▶ **Work to be completed**: Scan the listing below for the word "RetryScheduler" and copy every line that has it.

Entries shown START

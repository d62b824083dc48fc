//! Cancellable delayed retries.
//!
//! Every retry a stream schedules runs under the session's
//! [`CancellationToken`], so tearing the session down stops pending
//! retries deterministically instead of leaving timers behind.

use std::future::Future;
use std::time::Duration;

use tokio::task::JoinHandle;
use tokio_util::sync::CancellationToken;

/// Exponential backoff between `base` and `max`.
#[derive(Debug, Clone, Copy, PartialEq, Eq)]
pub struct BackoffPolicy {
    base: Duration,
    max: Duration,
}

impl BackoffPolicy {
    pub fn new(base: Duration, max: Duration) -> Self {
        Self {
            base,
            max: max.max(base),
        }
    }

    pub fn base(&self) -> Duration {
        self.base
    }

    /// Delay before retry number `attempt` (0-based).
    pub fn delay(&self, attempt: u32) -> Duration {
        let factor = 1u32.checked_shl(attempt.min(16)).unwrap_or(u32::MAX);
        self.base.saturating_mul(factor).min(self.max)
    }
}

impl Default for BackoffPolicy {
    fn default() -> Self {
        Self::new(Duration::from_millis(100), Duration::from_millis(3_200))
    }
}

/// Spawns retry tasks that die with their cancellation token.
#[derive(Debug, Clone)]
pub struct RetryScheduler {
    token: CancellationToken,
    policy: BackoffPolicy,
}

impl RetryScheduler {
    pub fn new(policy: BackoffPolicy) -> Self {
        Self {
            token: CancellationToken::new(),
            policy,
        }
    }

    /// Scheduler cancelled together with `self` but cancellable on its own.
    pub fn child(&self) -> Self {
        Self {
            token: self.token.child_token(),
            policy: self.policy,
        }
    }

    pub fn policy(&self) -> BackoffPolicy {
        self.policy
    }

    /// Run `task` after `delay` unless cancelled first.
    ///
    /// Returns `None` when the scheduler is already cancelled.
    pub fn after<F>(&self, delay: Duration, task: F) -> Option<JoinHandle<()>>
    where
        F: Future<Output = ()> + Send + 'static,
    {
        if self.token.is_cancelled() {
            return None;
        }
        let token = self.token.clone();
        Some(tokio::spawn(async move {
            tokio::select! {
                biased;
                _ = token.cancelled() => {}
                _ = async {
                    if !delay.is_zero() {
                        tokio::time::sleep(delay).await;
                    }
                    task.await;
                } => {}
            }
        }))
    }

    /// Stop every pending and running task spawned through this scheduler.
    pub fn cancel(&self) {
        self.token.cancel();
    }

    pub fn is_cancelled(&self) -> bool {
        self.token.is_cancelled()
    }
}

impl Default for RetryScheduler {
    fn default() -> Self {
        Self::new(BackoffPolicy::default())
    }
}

Entries shown END
Entries shown START

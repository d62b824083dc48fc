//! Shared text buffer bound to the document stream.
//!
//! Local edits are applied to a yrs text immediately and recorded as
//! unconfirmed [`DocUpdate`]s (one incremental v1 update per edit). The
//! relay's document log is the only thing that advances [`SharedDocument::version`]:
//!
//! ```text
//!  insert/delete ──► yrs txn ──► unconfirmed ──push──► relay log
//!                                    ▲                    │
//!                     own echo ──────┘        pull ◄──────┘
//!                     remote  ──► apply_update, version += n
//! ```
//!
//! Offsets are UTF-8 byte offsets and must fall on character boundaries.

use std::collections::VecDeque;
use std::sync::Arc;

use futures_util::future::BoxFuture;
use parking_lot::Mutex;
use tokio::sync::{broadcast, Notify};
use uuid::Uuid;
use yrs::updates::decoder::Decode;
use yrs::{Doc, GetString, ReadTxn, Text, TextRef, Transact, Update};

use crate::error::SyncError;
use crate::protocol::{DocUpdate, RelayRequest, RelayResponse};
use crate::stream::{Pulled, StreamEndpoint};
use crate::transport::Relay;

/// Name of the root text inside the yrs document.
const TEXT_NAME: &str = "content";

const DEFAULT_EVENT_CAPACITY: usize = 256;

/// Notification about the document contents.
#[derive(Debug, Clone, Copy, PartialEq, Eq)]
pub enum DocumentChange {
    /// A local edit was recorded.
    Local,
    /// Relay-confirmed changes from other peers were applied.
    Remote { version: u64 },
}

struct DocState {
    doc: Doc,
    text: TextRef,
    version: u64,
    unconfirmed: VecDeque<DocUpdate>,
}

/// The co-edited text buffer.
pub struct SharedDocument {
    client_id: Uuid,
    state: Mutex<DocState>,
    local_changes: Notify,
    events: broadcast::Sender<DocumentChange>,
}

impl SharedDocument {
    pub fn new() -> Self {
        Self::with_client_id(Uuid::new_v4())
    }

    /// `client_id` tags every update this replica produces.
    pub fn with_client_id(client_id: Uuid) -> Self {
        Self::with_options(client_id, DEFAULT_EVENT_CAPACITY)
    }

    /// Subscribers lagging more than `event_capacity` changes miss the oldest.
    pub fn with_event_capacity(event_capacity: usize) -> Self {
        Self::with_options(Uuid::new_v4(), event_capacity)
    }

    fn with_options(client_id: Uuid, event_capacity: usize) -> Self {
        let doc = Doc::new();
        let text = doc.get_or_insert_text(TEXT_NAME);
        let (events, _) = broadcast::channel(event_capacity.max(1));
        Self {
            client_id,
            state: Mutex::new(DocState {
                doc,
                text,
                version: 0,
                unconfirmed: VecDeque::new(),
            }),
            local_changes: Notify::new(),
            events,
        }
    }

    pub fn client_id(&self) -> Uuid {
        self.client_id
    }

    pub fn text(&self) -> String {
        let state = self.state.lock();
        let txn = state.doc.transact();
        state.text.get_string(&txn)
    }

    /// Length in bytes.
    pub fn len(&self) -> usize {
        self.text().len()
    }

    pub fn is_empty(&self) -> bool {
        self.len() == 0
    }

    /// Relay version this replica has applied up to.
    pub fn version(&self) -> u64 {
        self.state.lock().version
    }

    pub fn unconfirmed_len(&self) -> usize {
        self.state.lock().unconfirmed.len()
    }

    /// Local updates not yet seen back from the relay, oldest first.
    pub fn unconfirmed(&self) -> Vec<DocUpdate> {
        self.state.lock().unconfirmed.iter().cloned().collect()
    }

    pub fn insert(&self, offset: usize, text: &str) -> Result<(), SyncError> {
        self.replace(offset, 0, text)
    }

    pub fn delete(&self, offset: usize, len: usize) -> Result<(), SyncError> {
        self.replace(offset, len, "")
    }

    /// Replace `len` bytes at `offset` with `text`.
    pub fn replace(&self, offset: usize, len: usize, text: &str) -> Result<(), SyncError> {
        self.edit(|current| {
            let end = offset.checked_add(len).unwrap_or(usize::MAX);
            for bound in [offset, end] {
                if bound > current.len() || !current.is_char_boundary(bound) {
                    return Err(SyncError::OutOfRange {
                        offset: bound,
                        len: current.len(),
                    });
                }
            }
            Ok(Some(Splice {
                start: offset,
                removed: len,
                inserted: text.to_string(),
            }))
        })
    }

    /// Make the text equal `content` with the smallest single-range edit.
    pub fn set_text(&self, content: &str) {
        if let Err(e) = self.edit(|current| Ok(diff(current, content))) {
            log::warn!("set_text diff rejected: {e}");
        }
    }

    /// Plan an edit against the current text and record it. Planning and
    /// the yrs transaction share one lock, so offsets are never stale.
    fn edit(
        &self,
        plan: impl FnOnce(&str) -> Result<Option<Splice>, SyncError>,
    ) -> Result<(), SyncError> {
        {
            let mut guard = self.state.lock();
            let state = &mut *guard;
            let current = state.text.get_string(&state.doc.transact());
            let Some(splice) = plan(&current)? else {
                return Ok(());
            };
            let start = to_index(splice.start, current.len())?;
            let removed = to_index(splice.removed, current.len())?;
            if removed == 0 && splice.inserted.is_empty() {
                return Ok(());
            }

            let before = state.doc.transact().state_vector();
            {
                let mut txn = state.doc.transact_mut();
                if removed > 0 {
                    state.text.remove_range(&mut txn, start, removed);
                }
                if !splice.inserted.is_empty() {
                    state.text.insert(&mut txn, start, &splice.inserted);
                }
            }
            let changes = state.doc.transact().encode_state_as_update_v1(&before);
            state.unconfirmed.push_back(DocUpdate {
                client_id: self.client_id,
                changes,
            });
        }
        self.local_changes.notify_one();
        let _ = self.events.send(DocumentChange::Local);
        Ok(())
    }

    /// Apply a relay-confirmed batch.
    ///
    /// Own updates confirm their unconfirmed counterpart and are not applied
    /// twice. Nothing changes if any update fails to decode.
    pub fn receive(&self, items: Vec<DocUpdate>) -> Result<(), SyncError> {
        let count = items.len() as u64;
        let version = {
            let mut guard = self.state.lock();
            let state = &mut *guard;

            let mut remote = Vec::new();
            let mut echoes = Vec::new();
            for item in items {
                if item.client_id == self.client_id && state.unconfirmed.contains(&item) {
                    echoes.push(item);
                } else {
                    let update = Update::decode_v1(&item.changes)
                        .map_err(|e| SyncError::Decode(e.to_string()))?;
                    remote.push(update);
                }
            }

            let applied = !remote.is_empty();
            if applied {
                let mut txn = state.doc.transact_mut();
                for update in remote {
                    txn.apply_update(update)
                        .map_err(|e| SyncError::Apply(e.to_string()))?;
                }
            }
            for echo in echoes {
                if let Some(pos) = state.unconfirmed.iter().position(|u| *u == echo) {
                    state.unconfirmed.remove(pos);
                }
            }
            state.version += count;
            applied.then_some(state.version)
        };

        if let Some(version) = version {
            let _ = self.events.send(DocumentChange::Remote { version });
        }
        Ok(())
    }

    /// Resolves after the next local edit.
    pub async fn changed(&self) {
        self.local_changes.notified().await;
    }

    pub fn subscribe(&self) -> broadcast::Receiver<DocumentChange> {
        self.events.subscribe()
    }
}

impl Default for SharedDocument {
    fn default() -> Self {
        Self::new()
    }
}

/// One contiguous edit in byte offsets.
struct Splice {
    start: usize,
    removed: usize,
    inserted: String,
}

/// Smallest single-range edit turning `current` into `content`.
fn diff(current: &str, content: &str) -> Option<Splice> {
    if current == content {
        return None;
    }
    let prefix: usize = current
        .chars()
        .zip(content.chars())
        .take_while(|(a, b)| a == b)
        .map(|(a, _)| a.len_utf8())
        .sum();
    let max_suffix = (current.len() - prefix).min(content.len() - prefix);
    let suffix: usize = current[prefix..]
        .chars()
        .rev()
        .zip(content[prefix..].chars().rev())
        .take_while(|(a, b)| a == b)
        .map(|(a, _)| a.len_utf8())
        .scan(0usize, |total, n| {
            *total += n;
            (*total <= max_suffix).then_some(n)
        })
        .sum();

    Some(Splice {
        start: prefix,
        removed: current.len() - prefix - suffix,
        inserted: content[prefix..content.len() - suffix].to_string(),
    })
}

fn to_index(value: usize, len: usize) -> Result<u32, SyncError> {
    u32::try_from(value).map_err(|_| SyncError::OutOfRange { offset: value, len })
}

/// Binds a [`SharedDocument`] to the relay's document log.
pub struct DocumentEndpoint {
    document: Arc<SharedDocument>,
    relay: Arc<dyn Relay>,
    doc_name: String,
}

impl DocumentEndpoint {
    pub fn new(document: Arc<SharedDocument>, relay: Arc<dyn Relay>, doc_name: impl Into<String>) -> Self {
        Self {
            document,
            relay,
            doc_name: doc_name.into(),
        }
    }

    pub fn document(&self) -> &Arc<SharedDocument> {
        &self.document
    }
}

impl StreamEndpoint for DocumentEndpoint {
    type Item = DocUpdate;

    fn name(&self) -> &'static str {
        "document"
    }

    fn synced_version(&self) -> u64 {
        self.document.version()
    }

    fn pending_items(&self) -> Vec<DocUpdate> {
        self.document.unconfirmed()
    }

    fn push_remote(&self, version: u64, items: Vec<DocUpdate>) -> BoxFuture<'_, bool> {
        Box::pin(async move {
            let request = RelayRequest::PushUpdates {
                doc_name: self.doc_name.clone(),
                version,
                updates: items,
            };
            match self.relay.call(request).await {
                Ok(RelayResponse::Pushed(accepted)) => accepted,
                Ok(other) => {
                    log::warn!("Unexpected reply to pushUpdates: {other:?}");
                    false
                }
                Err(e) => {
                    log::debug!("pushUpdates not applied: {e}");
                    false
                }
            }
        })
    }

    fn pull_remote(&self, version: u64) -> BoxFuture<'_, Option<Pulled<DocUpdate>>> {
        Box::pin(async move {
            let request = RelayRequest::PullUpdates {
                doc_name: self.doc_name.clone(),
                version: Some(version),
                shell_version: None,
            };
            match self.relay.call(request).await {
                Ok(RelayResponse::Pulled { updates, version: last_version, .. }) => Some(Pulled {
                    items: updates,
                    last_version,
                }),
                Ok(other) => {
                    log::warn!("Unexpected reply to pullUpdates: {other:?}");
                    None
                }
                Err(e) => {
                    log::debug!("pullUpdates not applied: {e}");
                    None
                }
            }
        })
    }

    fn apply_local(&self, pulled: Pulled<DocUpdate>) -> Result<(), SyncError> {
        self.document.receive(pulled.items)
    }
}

Entries shown END

▶ **Response area**:
pub struct RetryScheduler {
impl RetryScheduler {
impl Default for RetryScheduler {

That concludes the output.